WORK REQUEST. Line by line, transcribe the data shown below.

RECORDS FOR PROCESSING.
== == ==

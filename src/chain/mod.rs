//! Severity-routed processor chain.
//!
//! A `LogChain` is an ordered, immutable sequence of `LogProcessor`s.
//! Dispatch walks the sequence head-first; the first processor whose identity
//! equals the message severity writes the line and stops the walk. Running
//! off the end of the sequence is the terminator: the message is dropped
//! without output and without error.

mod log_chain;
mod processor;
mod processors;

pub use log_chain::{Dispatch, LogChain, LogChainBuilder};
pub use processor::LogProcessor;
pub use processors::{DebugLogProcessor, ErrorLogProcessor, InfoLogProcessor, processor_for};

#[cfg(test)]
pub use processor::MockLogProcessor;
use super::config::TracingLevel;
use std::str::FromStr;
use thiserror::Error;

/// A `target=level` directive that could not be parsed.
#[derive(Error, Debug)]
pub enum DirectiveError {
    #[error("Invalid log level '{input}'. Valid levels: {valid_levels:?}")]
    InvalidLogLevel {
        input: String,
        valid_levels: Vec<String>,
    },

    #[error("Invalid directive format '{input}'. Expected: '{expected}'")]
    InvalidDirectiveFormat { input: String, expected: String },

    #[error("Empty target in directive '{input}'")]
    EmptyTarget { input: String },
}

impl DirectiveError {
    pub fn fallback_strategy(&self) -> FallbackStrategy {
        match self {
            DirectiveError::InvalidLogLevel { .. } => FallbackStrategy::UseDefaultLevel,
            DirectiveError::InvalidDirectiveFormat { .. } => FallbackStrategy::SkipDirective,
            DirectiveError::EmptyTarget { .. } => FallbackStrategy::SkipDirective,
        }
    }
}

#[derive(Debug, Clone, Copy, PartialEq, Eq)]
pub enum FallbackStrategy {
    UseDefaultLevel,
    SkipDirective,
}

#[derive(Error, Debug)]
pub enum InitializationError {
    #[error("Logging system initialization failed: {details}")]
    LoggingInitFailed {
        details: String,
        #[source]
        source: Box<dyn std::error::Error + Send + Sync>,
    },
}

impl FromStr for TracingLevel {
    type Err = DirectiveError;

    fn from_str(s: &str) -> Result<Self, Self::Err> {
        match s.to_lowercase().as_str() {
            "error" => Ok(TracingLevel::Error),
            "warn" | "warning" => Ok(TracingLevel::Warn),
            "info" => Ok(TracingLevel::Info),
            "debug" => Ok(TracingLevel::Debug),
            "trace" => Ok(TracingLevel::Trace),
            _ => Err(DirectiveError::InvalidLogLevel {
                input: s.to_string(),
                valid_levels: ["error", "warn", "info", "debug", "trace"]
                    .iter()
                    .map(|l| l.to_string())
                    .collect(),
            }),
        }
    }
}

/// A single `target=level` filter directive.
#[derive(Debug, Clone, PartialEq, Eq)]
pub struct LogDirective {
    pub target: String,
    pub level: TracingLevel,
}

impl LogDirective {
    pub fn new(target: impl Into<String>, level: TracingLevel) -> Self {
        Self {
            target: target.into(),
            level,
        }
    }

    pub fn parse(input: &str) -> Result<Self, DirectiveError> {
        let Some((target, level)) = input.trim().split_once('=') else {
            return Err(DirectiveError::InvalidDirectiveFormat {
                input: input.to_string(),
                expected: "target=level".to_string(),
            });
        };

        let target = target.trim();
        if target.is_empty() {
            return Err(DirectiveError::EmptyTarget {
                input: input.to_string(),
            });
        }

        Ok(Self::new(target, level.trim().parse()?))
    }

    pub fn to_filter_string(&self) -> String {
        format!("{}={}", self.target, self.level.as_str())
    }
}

== == ==

RESULT BELOW.
filename src/chain/mod.rs
//! Severity-routed processor chain.
//!
//! A `LogChain` is an ordered, immutable sequence of `LogProcessor`s.
//! Dispatch walks the sequence head-first; the first processor whose identity
//! equals the message severity writes the line and stops the walk. Running
//! off the end of the sequence is the terminator: the message is dropped
//! without output and without error.

mod log_chain;
mod processor;
mod processors;

pub use log_chain::{Dispatch, LogChain, LogChainBuilder};
pub use processor::LogProcessor;
pub use processors::{DebugLogProcessor, ErrorLogProcessor, InfoLogProcessor, processor_for};

#[cfg(test)]
pub use processor::MockLogProcessor;
use super::config::TracingLevel;
use std::str::FromStr;
use thiserror::Error;

/// A `target=level` directive that could not be parsed.
#[derive(Error, Debug)]
pub enum DirectiveError {
    #[error("Invalid log level '{input}'. Valid levels: {valid_levels:?}")]
    InvalidLogLevel {
        input: String,
        valid_levels: Vec<String>,
    },

    #[error("Invalid directive format '{input}'. Expected: '{expected}'")]
    InvalidDirectiveFormat { input: String, expected: String },

    #[error("Empty target in directive '{input}'")]
    EmptyTarget { input: String },
}

impl DirectiveError {
    pub fn fallback_strategy(&self) -> FallbackStrategy {
        match self {
            DirectiveError::InvalidLogLevel { .. } => FallbackStrategy::UseDefaultLevel,
            DirectiveError::InvalidDirectiveFormat { .. } => FallbackStrategy::SkipDirective,
            DirectiveError::EmptyTarget { .. } => FallbackStrategy::SkipDirective,
        }
    }
}

#[derive(Debug, Clone, Copy, PartialEq, Eq)]
pub enum FallbackStrategy {
    UseDefaultLevel,
    SkipDirective,
}

#[derive(Error, Debug)]
pub enum InitializationError {
    #[error("Logging system initialization failed: {details}")]
    LoggingInitFailed {
        details: String,
        #[source]
        source: Box<dyn std::error::Error + Send + Sync>,
    },
}

impl FromStr for TracingLevel {
    type Err = DirectiveError;

    fn from_str(s: &str) -> Result<Self, Self::Err> {
        match s.to_lowercase().as_str() {
            "error" => Ok(TracingLevel::Error),
            "warn" | "warning" => Ok(TracingLevel::Warn),
            "info" => Ok(TracingLevel::Info),
            "debug" => Ok(TracingLevel::Debug),
            "trace" => Ok(TracingLevel::Trace),
            _ => Err(DirectiveError::InvalidLogLevel {
                input: s.to_string(),
                valid_levels: ["error", "warn", "info", "debug", "trace"]
                    .iter()
                    .map(|l| l.to_string())
                    .collect(),
            }),
        }
    }
}

/// A single `target=level` filter directive.
#[derive(Debug, Clone, PartialEq, Eq)]
pub struct LogDirective {
    pub target: String,
    pub level: TracingLevel,
}

impl LogDirective {
    pub fn new(target: impl Into<String>, level: TracingLevel) -> Self {
        Self {
            target: target.into(),
            level,
        }
    }

    pub fn parse(input: &str) -> Result<Self, DirectiveError> {
        let Some((target, level)) = input.trim().split_once('=') else {
            return Err(DirectiveError::InvalidDirectiveFormat {
                input: input.to_string(),
                expected: "target=level".to_string(),
            });
        };

        let target = target.trim();
        if target.is_empty() {
            return Err(DirectiveError::EmptyTarget {
                input: input.to_string(),
            });
        }

        Ok(Self::new(target, level.trim().parse()?))
    }

    pub fn to_filter_string(&self) -> String {
        format!("{}={}", self.target, self.level.as_str())
    }
}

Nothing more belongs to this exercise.